Stored data:
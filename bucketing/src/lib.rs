// Copyright (c) James Kassemi, SC, US. All rights reserved.

//! Bucket key assignment for allocation records.
//!
//! Every record gets its coarse address-block key(s) at ingestion time, so
//! aggregation queries can group by a precomputed field instead of masking
//! prefixes per request. The v4 scheme uses a single `/16`-equivalent
//! granularity; the v6 scheme carries two independent keys, a `/24`
//! ("tight") and a `/20` ("straight").

pub mod ingest;

use std::net::{Ipv4Addr, Ipv6Addr};

use core_types::types::BucketKey;

/// Records at or above this prefix length land in a fixed `/16` v4 bucket.
pub const V4_BUCKET_CIDR: u8 = 16;
/// Threshold for the v6 tight (`/24`) bucket.
pub const V6_TIGHT_CIDR: u8 = 24;
/// Threshold for the v6 straight (`/20`) bucket.
pub const V6_STRAIGHT_CIDR: u8 = 20;
/// v6 counts are taken in units of /64 networks; longer prefixes fold here.
pub const V6_COUNT_CIDR: u8 = 64;

const V4_BUCKET_MASK: u32 = 0xffff_0000;

/// v4 bucket key: the enclosing /16 when the record is at least that
/// narrow, otherwise the record's own prefix. The key is never finer than
/// the record itself.
pub fn v4_bucket(start: u32, prefix: &str, cidr: u8) -> BucketKey {
    if cidr >= V4_BUCKET_CIDR {
        let base = Ipv4Addr::from(start & V4_BUCKET_MASK);
        format!("{base}/{V4_BUCKET_CIDR}")
    } else {
        prefix.to_string()
    }
}

/// v6 bucket key at the requested granularity (`bucket_cidr` is one of
/// [`V6_TIGHT_CIDR`] / [`V6_STRAIGHT_CIDR`]). The mask applies over the
/// full 128-bit value.
pub fn v6_bucket(addr: Ipv6Addr, prefix: &str, cidr: u8, bucket_cidr: u8) -> BucketKey {
    if cidr >= bucket_cidr {
        let base = Ipv6Addr::from(u128::from(addr) & v6_mask(bucket_cidr));
        format!("{base}/{bucket_cidr}")
    } else {
        prefix.to_string()
    }
}

pub(crate) fn v6_mask(cidr: u8) -> u128 {
    if cidr == 0 {
        0
    } else {
        u128::MAX << (128 - cidr as u32)
    }
}

/// Full uncompressed representation, e.g. `2001:0db8:0000:...:0000`.
pub fn exploded(addr: Ipv6Addr) -> String {
    let s = addr.segments();
    format!(
        "{:04x}:{:04x}:{:04x}:{:04x}:{:04x}:{:04x}:{:04x}:{:04x}",
        s[0], s[1], s[2], s[3], s[4], s[5], s[6], s[7]
    )
}
mod config;
mod loader;

use std::{env, process, str::FromStr, sync::Arc};

use thiserror::Error;
use tokio_util::sync::CancellationToken;

use alloc_store::MemoryAllocationStore;
use config::{AppConfig, ConfigError, Environment};
use core_types::types::IpVersion;
use loader::{LoadError, LoadReport};
use snapshot_cache::{FileSnapshotStore, TieredSnapshots};
use space_engine::{SpaceError, SpaceReconciler};

fn main() {
    env_logger::init();
    if let Err(err) = run() {
        eprintln!("ipatlas failed: {err}");
        process::exit(1);
    }
}

fn run() -> Result<(), AppError> {
    let config = AppConfig::load(parse_environment()?)?;
    config.ensure_dirs()?;

    let store = Arc::new(MemoryAllocationStore::new());
    let mut totals = LoadReport::default();
    for path in &config.delegation_files {
        let report = loader::load_delegation_file(path, store.as_ref())?;
        println!(
            "Loaded {}: v4={} v6={} skipped={} rejected={}",
            path.display(),
            report.v4,
            report.v6,
            report.skipped,
            report.rejected
        );
        totals.merge(&report);
    }
    println!(
        "Allocation store ready: {} v4 records, {} v6 records ({} rows rejected)",
        store.len(IpVersion::V4),
        store.len(IpVersion::V6),
        totals.rejected
    );

    let durable = Arc::new(FileSnapshotStore::new(config.snapshot_dir()));
    let reconciler = SpaceReconciler::new(
        config.space.clone(),
        store,
        TieredSnapshots::new(durable),
    );

    let cancel = CancellationToken::new();
    let handler_token = cancel.clone();
    ctrlc::set_handler(move || handler_token.cancel())?;

    println!(
        "ipatlas booted in {} mode; snapshot state at {:?}",
        config.env_label(),
        config.snapshot_dir()
    );
    println!(
        "Warming snapshots over {} countries; press Ctrl+C to stop early.",
        config.space.warm_countries.len()
    );

    let runtime = tokio::runtime::Builder::new_multi_thread()
        .enable_all()
        .build()?;
    let report = runtime.block_on(reconciler.warm(&cancel))?;
    if report.cancelled {
        println!("Warm pass interrupted after {} snapshots.", report.resolved);
    } else {
        println!("Warm pass complete: {} snapshots resolved.", report.resolved);
    }
    Ok(())
}

fn parse_environment() -> Result<Environment, AppError> {
    let arg = env::args().nth(1).ok_or(AppError::Usage)?;
    Environment::from_str(&arg).map_err(AppError::from)
}

#[derive(Debug, Error)]
enum AppError {
    #[error("usage: ipatlas <dev|prod>")]
    Usage,
    #[error(transparent)]
    Config(#[from] ConfigError),
    #[error(transparent)]
    Load(#[from] LoadError),
    #[error(transparent)]
    Space(#[from] SpaceError),
    #[error("failed to build async runtime: {0}")]
    Runtime(#[from] std::io::Error),
    #[error("failed to install signal handler: {0}")]
    Signal(#[from] ctrlc::Error),
}
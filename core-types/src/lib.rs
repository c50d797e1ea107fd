// Copyright (c) James Kassemi, SC, US. All rights reserved.

//! Shared schemas, enums, and configuration for the address-space snapshot system.

pub mod types;
pub mod config;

Problem requirements:
In the records above, each line with the string "Threshold" should be copied.

Response box:
/// Threshold for the v6 tight (`/24`) bucket.
/// Threshold for the v6 straight (`/20`) bucket.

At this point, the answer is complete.